Copy, from the entries below, each line in which the string "completed" appears.

Data entries
↓

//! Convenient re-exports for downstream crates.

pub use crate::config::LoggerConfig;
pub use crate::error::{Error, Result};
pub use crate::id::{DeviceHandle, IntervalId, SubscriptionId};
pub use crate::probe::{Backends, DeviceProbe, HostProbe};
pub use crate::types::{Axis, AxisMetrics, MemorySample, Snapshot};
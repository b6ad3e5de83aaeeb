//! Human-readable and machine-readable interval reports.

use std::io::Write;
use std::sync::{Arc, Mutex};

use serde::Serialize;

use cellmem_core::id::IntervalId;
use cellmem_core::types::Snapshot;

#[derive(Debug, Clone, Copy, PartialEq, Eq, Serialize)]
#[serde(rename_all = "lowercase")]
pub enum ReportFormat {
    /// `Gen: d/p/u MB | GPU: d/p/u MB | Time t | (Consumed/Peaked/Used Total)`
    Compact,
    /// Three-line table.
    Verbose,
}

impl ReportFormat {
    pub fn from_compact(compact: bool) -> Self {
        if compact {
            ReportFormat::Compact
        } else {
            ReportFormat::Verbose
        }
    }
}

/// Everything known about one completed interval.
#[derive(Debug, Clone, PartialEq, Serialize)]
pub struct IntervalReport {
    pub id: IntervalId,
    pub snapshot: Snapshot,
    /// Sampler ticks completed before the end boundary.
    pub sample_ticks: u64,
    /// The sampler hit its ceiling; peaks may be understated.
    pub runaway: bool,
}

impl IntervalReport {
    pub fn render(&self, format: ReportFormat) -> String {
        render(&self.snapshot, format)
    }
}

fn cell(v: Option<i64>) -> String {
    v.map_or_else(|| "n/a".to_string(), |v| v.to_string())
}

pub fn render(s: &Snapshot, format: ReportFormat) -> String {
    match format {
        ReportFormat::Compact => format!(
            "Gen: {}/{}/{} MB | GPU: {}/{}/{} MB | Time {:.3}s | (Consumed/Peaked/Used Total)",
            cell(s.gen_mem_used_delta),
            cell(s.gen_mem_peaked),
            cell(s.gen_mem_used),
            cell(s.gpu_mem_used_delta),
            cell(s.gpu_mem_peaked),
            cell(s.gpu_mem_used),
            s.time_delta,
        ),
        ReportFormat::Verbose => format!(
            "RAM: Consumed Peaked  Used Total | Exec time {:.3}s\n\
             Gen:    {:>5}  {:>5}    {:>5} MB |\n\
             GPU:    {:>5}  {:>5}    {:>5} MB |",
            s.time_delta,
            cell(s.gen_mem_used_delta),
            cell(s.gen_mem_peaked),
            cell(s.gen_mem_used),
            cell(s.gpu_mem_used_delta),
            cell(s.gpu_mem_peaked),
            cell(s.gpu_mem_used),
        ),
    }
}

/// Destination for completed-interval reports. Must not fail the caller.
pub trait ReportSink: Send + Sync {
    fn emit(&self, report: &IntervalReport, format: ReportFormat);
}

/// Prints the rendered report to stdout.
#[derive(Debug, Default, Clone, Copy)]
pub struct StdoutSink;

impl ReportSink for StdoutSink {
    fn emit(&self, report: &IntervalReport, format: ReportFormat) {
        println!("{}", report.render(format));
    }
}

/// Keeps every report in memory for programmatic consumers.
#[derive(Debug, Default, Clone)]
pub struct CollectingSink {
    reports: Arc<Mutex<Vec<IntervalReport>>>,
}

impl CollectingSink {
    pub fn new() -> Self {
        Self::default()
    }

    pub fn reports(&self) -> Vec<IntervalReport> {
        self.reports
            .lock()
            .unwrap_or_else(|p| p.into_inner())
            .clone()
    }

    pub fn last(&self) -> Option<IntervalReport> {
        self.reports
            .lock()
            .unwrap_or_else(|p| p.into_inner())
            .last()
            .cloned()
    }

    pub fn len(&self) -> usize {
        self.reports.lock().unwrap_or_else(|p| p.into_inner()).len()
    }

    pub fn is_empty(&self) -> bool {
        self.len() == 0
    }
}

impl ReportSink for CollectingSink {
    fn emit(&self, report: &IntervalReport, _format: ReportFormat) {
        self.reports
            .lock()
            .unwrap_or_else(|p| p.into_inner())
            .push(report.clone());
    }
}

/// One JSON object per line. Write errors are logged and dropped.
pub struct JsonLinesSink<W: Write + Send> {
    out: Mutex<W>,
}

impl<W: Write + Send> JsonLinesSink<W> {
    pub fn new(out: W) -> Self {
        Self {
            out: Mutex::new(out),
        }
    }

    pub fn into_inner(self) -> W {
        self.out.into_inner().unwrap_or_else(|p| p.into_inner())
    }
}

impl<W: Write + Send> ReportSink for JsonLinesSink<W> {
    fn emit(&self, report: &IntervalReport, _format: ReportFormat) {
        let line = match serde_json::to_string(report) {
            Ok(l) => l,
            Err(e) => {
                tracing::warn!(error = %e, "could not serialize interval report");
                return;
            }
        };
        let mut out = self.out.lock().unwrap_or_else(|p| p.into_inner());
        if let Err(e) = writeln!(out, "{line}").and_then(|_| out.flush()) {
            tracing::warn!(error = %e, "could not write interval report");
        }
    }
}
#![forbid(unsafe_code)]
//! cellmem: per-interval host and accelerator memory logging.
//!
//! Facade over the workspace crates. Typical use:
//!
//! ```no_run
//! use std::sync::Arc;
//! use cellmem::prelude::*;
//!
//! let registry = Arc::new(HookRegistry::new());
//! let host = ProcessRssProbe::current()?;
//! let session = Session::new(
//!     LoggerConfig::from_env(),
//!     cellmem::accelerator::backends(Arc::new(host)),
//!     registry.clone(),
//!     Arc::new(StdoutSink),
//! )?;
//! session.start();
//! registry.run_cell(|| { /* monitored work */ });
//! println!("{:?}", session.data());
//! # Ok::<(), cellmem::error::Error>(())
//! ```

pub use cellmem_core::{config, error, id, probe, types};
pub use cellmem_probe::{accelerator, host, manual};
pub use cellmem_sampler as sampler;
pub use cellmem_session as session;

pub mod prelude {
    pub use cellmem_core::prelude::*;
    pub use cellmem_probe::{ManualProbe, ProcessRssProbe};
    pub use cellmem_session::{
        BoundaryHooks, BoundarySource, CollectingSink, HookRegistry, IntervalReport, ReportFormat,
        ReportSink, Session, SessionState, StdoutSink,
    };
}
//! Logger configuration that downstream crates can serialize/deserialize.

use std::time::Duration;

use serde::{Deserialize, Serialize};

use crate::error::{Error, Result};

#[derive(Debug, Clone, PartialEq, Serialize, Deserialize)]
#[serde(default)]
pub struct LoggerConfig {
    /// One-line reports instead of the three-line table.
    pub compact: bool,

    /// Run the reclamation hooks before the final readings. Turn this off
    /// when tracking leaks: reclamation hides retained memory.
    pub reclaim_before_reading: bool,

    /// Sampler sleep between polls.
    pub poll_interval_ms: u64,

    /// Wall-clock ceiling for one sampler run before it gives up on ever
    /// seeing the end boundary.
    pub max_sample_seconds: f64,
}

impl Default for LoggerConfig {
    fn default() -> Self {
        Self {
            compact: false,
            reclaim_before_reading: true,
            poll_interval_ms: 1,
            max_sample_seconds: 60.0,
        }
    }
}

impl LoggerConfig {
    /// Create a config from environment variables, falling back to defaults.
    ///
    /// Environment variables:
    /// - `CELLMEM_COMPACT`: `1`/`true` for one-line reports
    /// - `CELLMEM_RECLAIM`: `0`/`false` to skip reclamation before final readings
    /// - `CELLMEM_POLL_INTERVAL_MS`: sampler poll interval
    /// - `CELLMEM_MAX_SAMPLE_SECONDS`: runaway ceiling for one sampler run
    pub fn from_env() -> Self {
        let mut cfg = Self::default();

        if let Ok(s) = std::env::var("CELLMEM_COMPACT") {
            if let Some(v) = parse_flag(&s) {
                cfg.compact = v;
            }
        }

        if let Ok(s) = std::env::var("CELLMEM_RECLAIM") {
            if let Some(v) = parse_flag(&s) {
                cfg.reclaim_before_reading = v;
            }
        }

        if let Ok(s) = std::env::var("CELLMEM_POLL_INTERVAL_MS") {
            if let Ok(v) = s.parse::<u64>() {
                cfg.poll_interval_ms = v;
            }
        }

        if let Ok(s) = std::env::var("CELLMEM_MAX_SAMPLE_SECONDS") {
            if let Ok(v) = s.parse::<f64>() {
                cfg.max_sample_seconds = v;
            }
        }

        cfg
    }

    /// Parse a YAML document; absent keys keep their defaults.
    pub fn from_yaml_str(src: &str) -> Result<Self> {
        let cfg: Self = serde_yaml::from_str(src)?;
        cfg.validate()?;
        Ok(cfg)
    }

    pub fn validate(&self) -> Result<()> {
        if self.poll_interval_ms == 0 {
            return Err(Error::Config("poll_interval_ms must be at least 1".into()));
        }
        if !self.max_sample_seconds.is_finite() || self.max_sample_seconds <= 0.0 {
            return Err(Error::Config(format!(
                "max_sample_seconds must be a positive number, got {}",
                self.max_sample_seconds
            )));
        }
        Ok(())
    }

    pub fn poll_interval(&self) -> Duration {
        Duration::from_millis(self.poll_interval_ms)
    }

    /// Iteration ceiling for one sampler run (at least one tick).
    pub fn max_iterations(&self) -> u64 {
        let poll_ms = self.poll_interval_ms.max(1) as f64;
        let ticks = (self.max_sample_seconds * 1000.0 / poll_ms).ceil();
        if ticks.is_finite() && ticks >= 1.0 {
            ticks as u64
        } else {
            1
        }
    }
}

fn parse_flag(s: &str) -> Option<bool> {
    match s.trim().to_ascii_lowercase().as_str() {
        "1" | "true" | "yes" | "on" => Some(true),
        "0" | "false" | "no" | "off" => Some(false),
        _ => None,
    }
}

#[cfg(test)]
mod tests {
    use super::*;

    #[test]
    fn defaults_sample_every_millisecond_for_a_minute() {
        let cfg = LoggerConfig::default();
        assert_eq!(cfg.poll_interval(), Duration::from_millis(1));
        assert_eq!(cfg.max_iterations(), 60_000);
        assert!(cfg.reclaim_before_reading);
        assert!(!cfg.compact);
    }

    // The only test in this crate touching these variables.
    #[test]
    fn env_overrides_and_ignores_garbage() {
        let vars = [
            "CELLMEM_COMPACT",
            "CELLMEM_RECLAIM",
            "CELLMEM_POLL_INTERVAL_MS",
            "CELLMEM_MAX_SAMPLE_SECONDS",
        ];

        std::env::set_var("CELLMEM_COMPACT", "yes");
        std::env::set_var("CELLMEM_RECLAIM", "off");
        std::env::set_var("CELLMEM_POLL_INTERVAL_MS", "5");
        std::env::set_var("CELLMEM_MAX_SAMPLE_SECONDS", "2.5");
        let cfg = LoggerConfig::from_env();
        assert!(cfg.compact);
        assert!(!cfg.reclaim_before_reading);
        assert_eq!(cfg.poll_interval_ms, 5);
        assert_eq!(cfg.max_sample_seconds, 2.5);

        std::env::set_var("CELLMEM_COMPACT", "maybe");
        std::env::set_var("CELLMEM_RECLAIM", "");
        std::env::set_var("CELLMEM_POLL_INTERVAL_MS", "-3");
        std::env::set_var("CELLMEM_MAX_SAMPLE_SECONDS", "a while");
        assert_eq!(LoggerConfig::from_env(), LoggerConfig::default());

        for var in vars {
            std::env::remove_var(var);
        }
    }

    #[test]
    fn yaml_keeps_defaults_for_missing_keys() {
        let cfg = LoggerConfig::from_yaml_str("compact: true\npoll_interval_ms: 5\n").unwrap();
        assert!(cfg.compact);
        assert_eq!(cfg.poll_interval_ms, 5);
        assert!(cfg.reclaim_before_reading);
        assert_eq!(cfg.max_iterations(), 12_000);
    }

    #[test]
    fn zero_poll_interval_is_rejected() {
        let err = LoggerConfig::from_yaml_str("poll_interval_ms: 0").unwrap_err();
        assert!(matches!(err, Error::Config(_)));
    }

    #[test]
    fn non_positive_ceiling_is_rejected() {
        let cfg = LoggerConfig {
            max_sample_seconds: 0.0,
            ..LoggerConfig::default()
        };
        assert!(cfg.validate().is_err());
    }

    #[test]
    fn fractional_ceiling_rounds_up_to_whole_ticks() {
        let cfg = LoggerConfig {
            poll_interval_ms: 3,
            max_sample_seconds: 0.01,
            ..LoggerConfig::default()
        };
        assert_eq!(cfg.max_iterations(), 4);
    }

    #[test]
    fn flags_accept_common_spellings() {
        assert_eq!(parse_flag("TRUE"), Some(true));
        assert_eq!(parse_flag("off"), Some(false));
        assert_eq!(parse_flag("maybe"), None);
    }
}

↑

OUTPUT:
/// Everything known about one completed interval.
    /// Sampler ticks completed before the end boundary.
/// Destination for completed-interval reports. Must not fail the caller.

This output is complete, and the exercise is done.